Cymande – Renascence
Cymande Renascence

Pour paraphraser ce cher Palabras De Oro dans sa chronique de The Night Flight Orchestra, je dirais : « C’est décidé, mon premier album de 2025 sera… funky ! ». Mais attention, pas n’importe quel album. Je vous parle d’une résurrection, d’une renaissance, d’un retour quasi miraculeux venu du tréfonds des années 70 et dont la musique possède d’incomparables parfums afro-rock, calypso-rock, reggae, funk, soul et même nyah-rock (apparemment, le terme rasta qui conviendrait le mieux). Le groupe en question s’appelle Cymande (prononcez Sah-man-dé) et nous propose aujourd’hui, le bien nommé Renascence. De l’avis même de cette légendaire formation, ce nouvel opus reprend les choses, là où Promised Heights (1974) les avaient brutalement laissées. Il nous faut donc repartir vers ces années magiques et se rappeler au bon souvenir du groove dévastateur de « Brothers On The Slide » ou des ondulations décontractées de « Changes ». Deux facettes distinctes de Cymande que l’on retrouve intactes dans les dix nouvelles chansons de Renascence. Et si l’on remonte encore plus loin, impossible de passer à côté des énormes tubes que furent « Bra » et « The Message ». Ce dernier titre étant maintes fois utilisé pour le cinéma et fort bien samplé par MC Solaar pour son grand succès « Bouge De Là ». Voilà pour l’impact d’une formation oubliée et dont le retour fait vraiment plaisir à voir et surtout à entendre. Un demi-siècle, ce n’est pas rien et même si les deux membres fondateurs (Steve Scipio et Patrick Patterson) à l’origine du come-back ont atteint un âge canonique, force est de constater que leurs compositions n’ont pas pris une ride et ont même bénéficié d’un sacré coup de lifting difficilement comparable aux enregistrements d’antan.

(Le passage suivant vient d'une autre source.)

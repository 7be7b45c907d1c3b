//! Vanilla flavor: static tags and init, no orchestration.

use async_trait::async_trait;
use serde::{Deserialize, Serialize};

use drover_spi::{
    Allocation, FlavorPlugin, Health, InstanceDescription, InstanceSpec, SpiError, SpiResult,
    Tags,
};

/// Properties document the vanilla flavor accepts.
#[derive(Debug, Clone, Default, PartialEq, Serialize, Deserialize)]
#[serde(default, deny_unknown_fields)]
pub struct VanillaProperties {
    /// Tags merged into every prepared spec. Tags already on the spec
    /// win, so group bookkeeping tags cannot be overwritten from here.
    pub tags: Tags,
    /// Init script for specs that do not already carry one.
    pub init: String,
}

/// Flavor that stamps static configuration onto members and reports
/// every member healthy. Drain is a no-op: a vanilla instance
/// participates in nothing it would need to leave.
#[derive(Debug, Clone, Copy, Default)]
pub struct VanillaFlavor;

impl VanillaFlavor {
    pub fn new() -> Self {
        Self
    }

    fn parse(properties: &serde_json::Value) -> SpiResult<VanillaProperties> {
        serde_json::from_value(properties.clone()).map_err(|e| {
            SpiError::UnsupportedConfig(format!("vanilla flavor properties: {e}"))
        })
    }
}

#[async_trait]
impl FlavorPlugin for VanillaFlavor {
    async fn validate(
        &self,
        properties: &serde_json::Value,
        _allocation: &Allocation,
    ) -> SpiResult<()> {
        Self::parse(properties).map(|_| ())
    }

    async fn prepare(
        &self,
        properties: &serde_json::Value,
        mut spec: InstanceSpec,
        _allocation: &Allocation,
    ) -> SpiResult<InstanceSpec> {
        let vanilla = Self::parse(properties)?;
        for (key, value) in vanilla.tags {
            spec.tags.entry(key).or_insert(value);
        }
        if spec.init.is_empty() {
            spec.init = vanilla.init;
        }
        Ok(spec)
    }

    async fn healthy(
        &self,
        _properties: &serde_json::Value,
        _instance: &InstanceDescription,
    ) -> SpiResult<Health> {
        Ok(Health::Healthy)
    }

    async fn drain(
        &self,
        _properties: &serde_json::Value,
        _instance: &InstanceDescription,
    ) -> SpiResult<()> {
        Ok(())
    }
}
use serde_json::json;

use crate::component::{Grant, Instance, SpawnedChild};
use crate::registry::BarbarianKind;
use crate::tests::common::{Marker, Probe, TokenView, journal, marker};

#[test]
fn test_capability_is_fixed_at_construction() {
    let j = journal();
    let active = Probe::new("p", &j).into_instance();
    let passive = marker("m");

    assert!(active.is_activatable());
    assert!(active.activatable().is_some());
    assert!(!passive.is_activatable());
    assert!(passive.activatable().is_none());
}

#[test]
fn test_downcasting() {
    let instance = marker("m");

    assert!(instance.is::<Marker>());
    assert_eq!(instance.downcast_ref::<Marker>(), Some(&Marker("m")));
    assert!(instance.downcast_ref::<Probe>().is_none());
    let arc = instance.downcast::<Marker>().unwrap();
    assert_eq!(*arc, Marker("m"));
    assert!(instance.type_name().ends_with("Marker"));
}

#[test]
fn test_ptr_eq_tracks_identity() {
    let a = marker("same");
    let b = marker("same");

    assert!(a.ptr_eq(&a.clone()));
    assert!(!a.ptr_eq(&b));
}

#[test]
fn test_default_trigger_does_not_expose_methods() {
    let instance = marker("m");
    assert!(instance.component().trigger("refresh", &json!({})).is_none());
}

#[test]
fn test_barbarian_grant_exposes_only_hardened_view() {
    let options = json!({ "theme": "dark" });
    let grant = Grant::Barbarian {
        registry: TokenView::new("t"),
        options: &options,
    };
    assert!(grant.hardened().is_some());
    assert!(grant.elevated().is_none());
    assert!(grant.application().is_none());
    assert_eq!(grant.options()["theme"], "dark");
}

#[test]
fn test_spawned_child_naming() {
    let child = SpawnedChild::new("3", marker("c"), TokenView::new("t"));
    assert_eq!(child.qualified_for("parent"), "parent-3");
    assert_eq!(child.kind, None);

    let child = child.named("panel").into_kind(BarbarianKind::Widget);
    assert_eq!(child.qualified_for("parent"), "parent-panel");
    assert_eq!(child.kind, Some(BarbarianKind::Widget));
}

#[test]
fn test_instance_debug_names_type() {
    let rendered = format!("{:?}", Instance::passive(Marker("x")));
    assert!(rendered.contains("Marker"));
    assert!(rendered.contains("activatable: false"));
}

Cymande est un groupe britannique, basé à Londres et composé de membres d’origine antillaise. Comment ne pas voir une certaine similitude avec Osibisa dont la moitié de l’effectif était, lui aussi, caribéen. J’ai toujours pensé que ces deux formations possédaient le même ADN et savaient comment toucher toutes les sensibilités. Dans les années 70, les courants musicaux étaient beaucoup moins cloisonnés et le public allait d’un style à l’autre sans aucun problème. La qualité était au rendez-vous de la diversité et il fallait en profiter. Par ailleurs, pour accentuer la filiation, sachez qu’Osibisa et Cymande sont tous deux référencés chez ProgArchives, ce qui prouve une belle ouverture vers d’autres auditoires. Et puis, avec un peu d’imagination, comment ne pas rapprocher les Flying Elephants d’Osibisa avec les blanches colombes de Cymande. Un monde ailé, tourné vers le ciel et le sacré, mais aussi vers la rébellion. Enfin, question popularité, il est bon de rappeler qu’au milieu des années 70, une certaine morosité politique et économique s’était installée au Royaume-Uni. Les délires du Flower Power étaient de l’histoire ancienne et la déferlante punk commençait à pousser ses premiers cris rageurs. Beaucoup d’observateurs ont même affirmé que la scène funk londonienne fut l’un des rares mouvements à sortir la tête hors du smog et à procurer un peu de joie autour d’elle.

Cymande Renascence Band 1

Le funk classique, vous connaissez sûrement, et autant vous prévenir tout de suite, Renascence ne sera pas du genre à tout révolutionner. À telle enseigne que « Chasing An Empty Dream » qui ouvre l’album, peut être directement rattaché aux œuvres précédentes ainsi qu’à de belles références du temps passé. À commencer par son intro digne du « Let’s Groove » d’Earth, Wind & Fire. Alors, pas d’hésitation, laissons le groove de Cymande remplir l’espace et la nuit en faisant revivre cette musique aux ondes très vite contagieuses. Une fois entré dedans, bien malin (et bien bête) celui qui voudrait en sortir. Vous savez, la route du paradis vous est offerte et il serait dommage de ne pas l’emprunter. « The Road To Zion » (la route vers la terre promise chez les rastafaris) est en effet à tomber par terre, en partie grâce au feeling enchanteur de la voix de Ray Simpson, le parfait compagnon vocal du Cymande actuel. D’autres invités vont prêter main forte au groupe et à ce disque. Tout d’abord, la chanteuse Celeste qui embellit « Only One Way » de son timbre puissant et envoûtant. Puis, c’est au tour de Jazzie B, fondateur de Soul II Soul, de venir sublimer « How We Roll », une épopée de plus de huit minutes, complètement dans l’esprit des jams funky d’autrefois. En écoutant Jazzie B, c’est un bain de jouvence que l’on ressent, une félicité où se mêlent rythmes jazz, calypso et discours rassembleur sur la vie, la musique et la détermination. Autre moment important, celui du titre « Coltrane » en hommage au célèbre saxophoniste à l’héritage musical et humain toujours bien présent. Sur ce morceau, les influences jazz sont très nettes, mais toujours avec ces indispensables petites touches funk et créoles chères au groupe. L’équilibre est parfaitement réussi entre une basse (Steve Scipio) sinueuse, des cordes et des cuivres très convaincants et bien sûr une rythmique (le grand Richard Bailey à la batterie) en grande pourvoyeuse de frissons.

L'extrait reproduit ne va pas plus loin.